[Entries taken from a collection]
##############################

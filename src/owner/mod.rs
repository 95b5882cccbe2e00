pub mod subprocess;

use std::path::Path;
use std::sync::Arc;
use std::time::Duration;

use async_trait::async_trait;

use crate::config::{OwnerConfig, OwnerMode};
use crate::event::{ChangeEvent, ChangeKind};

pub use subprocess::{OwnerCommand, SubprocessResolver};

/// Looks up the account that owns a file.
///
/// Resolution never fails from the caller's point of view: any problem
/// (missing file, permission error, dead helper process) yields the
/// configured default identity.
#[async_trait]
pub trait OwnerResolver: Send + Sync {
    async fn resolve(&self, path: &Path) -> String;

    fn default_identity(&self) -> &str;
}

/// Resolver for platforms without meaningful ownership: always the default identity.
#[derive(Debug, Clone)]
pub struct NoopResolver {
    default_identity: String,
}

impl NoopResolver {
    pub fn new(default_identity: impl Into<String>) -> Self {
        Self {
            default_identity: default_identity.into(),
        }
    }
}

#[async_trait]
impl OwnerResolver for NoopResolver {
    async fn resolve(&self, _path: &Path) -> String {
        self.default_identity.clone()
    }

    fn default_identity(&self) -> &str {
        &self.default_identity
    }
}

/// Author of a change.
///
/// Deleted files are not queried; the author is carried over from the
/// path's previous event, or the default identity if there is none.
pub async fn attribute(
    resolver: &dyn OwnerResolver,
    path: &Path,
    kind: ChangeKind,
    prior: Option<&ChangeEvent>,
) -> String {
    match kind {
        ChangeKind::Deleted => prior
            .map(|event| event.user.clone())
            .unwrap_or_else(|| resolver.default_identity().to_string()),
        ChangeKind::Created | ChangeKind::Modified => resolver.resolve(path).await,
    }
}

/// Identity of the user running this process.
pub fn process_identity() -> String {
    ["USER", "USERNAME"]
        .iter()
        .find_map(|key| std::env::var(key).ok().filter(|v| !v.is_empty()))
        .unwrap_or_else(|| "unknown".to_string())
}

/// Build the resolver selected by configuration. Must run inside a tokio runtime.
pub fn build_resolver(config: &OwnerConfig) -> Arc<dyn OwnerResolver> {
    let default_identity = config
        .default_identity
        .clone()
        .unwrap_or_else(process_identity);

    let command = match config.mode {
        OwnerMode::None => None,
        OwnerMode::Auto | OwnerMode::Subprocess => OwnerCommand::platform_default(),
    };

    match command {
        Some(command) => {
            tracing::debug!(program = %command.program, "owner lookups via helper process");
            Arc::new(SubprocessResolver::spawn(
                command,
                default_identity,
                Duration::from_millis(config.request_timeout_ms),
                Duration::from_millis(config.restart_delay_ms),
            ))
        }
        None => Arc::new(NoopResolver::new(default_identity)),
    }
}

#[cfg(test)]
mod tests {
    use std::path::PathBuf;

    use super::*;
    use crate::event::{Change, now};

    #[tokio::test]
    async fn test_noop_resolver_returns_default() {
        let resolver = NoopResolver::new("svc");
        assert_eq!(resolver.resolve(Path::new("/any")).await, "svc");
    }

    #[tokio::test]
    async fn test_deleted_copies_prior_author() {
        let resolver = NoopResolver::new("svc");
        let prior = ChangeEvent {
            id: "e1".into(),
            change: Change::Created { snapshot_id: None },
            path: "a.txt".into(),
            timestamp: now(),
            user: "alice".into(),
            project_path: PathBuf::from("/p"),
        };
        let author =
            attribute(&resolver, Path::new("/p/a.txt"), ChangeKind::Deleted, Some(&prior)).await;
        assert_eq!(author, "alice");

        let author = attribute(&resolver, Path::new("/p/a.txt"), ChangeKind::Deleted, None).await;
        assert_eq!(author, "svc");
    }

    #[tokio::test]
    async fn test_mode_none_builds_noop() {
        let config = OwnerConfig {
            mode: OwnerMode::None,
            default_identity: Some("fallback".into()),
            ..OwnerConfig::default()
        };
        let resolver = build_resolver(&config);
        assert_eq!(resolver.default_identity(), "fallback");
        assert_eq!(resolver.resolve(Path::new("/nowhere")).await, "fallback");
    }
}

##############################

#### [TASK OBJECTIVE]
Extract all of the data above without altering anything.

#### [EXERCISE ANSWER]
filename src/owner/mod.rs
repository 95b5882cccbe2e00
pub mod subprocess;

use std::path::Path;
use std::sync::Arc;
use std::time::Duration;

use async_trait::async_trait;

use crate::config::{OwnerConfig, OwnerMode};
use crate::event::{ChangeEvent, ChangeKind};

pub use subprocess::{OwnerCommand, SubprocessResolver};

/// Looks up the account that owns a file.
///
/// Resolution never fails from the caller's point of view: any problem
/// (missing file, permission error, dead helper process) yields the
/// configured default identity.
#[async_trait]
pub trait OwnerResolver: Send + Sync {
    async fn resolve(&self, path: &Path) -> String;

    fn default_identity(&self) -> &str;
}

/// Resolver for platforms without meaningful ownership: always the default identity.
#[derive(Debug, Clone)]
pub struct NoopResolver {
    default_identity: String,
}

impl NoopResolver {
    pub fn new(default_identity: impl Into<String>) -> Self {
        Self {
            default_identity: default_identity.into(),
        }
    }
}

#[async_trait]
impl OwnerResolver for NoopResolver {
    async fn resolve(&self, _path: &Path) -> String {
        self.default_identity.clone()
    }

    fn default_identity(&self) -> &str {
        &self.default_identity
    }
}

/// Author of a change.
///
/// Deleted files are not queried; the author is carried over from the
/// path's previous event, or the default identity if there is none.
pub async fn attribute(
    resolver: &dyn OwnerResolver,
    path: &Path,
    kind: ChangeKind,
    prior: Option<&ChangeEvent>,
) -> String {
    match kind {
        ChangeKind::Deleted => prior
            .map(|event| event.user.clone())
            .unwrap_or_else(|| resolver.default_identity().to_string()),
        ChangeKind::Created | ChangeKind::Modified => resolver.resolve(path).await,
    }
}

/// Identity of the user running this process.
pub fn process_identity() -> String {
    ["USER", "USERNAME"]
        .iter()
        .find_map(|key| std::env::var(key).ok().filter(|v| !v.is_empty()))
        .unwrap_or_else(|| "unknown".to_string())
}

/// Build the resolver selected by configuration. Must run inside a tokio runtime.
pub fn build_resolver(config: &OwnerConfig) -> Arc<dyn OwnerResolver> {
    let default_identity = config
        .default_identity
        .clone()
        .unwrap_or_else(process_identity);

    let command = match config.mode {
        OwnerMode::None => None,
        OwnerMode::Auto | OwnerMode::Subprocess => OwnerCommand::platform_default(),
    };

    match command {
        Some(command) => {
            tracing::debug!(program = %command.program, "owner lookups via helper process");
            Arc::new(SubprocessResolver::spawn(
                command,
                default_identity,
                Duration::from_millis(config.request_timeout_ms),
                Duration::from_millis(config.restart_delay_ms),
            ))
        }
        None => Arc::new(NoopResolver::new(default_identity)),
    }
}

#[cfg(test)]
mod tests {
    use std::path::PathBuf;

    use super::*;
    use crate::event::{Change, now};

    #[tokio::test]
    async fn test_noop_resolver_returns_default() {
        let resolver = NoopResolver::new("svc");
        assert_eq!(resolver.resolve(Path::new("/any")).await, "svc");
    }

    #[tokio::test]
    async fn test_deleted_copies_prior_author() {
        let resolver = NoopResolver::new("svc");
        let prior = ChangeEvent {
            id: "e1".into(),
            change: Change::Created { snapshot_id: None },
            path: "a.txt".into(),
            timestamp: now(),
            user: "alice".into(),
            project_path: PathBuf::from("/p"),
        };
        let author =
            attribute(&resolver, Path::new("/p/a.txt"), ChangeKind::Deleted, Some(&prior)).await;
        assert_eq!(author, "alice");

        let author = attribute(&resolver, Path::new("/p/a.txt"), ChangeKind::Deleted, None).await;
        assert_eq!(author, "svc");
    }

    #[tokio::test]
    async fn test_mode_none_builds_noop() {
        let config = OwnerConfig {
            mode: OwnerMode::None,
            default_identity: Some("fallback".into()),
            ..OwnerConfig::default()
        };
        let resolver = build_resolver(&config);
        assert_eq!(resolver.default_identity(), "fallback");
        assert_eq!(resolver.resolve(Path::new("/nowhere")).await, "fallback");
    }
}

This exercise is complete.